### Activity
All lines in the material containing the word "TimeoutEntry" need to be copied.

### Exercise inputs
+++
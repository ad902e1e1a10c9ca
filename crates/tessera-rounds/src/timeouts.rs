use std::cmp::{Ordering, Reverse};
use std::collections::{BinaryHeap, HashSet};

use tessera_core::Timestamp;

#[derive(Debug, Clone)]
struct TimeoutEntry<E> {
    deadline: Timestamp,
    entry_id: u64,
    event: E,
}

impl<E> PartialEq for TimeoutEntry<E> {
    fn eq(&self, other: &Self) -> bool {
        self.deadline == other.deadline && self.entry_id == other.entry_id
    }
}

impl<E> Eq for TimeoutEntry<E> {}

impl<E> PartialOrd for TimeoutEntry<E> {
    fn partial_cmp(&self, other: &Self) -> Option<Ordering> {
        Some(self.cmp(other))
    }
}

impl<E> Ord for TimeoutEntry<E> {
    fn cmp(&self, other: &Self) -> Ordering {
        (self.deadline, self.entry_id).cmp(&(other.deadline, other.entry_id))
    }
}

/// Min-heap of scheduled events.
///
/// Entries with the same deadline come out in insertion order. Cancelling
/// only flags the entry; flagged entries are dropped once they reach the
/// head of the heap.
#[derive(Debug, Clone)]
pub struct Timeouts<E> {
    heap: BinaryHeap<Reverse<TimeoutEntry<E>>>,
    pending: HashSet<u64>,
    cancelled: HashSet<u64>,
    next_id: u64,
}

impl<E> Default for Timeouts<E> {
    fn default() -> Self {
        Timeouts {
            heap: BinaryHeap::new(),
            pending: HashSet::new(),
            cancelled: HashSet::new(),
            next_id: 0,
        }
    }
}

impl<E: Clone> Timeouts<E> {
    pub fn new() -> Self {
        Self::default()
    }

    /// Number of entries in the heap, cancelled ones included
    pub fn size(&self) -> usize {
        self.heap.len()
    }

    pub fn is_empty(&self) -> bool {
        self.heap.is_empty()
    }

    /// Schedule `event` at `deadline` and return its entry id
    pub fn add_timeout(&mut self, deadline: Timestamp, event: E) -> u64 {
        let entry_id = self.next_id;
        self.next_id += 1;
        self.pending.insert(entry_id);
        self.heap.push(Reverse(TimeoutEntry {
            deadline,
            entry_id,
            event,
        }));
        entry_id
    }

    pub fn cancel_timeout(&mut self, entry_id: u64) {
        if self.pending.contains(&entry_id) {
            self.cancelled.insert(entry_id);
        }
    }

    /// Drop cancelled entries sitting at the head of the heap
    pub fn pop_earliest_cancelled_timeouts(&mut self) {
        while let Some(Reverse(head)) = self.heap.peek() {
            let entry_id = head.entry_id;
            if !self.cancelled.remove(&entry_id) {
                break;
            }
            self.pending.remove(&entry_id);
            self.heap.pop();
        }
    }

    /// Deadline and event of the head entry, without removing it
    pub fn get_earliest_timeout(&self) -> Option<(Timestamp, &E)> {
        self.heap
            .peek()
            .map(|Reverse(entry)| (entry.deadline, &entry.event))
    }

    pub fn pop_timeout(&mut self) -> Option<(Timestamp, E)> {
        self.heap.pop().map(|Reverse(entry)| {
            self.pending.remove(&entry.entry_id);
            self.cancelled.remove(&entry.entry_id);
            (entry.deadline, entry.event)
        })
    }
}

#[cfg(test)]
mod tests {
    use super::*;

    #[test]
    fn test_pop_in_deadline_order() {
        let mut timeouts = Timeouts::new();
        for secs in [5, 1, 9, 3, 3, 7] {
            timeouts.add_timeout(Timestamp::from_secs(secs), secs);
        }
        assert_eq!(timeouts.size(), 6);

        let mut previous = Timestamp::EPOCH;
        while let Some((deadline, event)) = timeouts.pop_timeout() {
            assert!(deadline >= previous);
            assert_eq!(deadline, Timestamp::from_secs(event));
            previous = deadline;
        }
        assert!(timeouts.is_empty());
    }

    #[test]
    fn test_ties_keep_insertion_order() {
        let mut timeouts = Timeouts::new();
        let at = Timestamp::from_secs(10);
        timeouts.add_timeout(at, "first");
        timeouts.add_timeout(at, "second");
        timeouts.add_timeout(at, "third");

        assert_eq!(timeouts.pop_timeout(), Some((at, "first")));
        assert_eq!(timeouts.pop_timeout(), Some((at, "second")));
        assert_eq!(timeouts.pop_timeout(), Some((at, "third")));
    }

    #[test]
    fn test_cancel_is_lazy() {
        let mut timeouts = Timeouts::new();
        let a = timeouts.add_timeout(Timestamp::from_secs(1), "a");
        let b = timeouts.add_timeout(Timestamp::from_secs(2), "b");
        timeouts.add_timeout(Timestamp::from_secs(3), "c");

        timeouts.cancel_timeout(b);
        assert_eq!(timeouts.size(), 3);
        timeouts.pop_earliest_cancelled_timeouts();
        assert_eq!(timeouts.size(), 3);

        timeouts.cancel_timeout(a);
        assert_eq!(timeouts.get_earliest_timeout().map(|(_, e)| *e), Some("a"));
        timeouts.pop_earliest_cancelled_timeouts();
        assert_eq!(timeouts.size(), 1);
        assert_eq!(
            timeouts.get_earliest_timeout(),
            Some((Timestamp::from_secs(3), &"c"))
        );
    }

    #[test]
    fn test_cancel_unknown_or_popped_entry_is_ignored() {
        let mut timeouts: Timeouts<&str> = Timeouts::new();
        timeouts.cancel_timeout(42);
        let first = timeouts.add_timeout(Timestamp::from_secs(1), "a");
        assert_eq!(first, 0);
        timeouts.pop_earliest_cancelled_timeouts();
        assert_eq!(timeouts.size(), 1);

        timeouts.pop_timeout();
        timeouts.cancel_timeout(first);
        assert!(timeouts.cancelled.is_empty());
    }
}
+++
### Finished exercise
struct TimeoutEntry<E> {
impl<E> PartialEq for TimeoutEntry<E> {
impl<E> Eq for TimeoutEntry<E> {}
impl<E> PartialOrd for TimeoutEntry<E> {
impl<E> Ord for TimeoutEntry<E> {
    heap: BinaryHeap<Reverse<TimeoutEntry<E>>>,
        self.heap.push(Reverse(TimeoutEntry {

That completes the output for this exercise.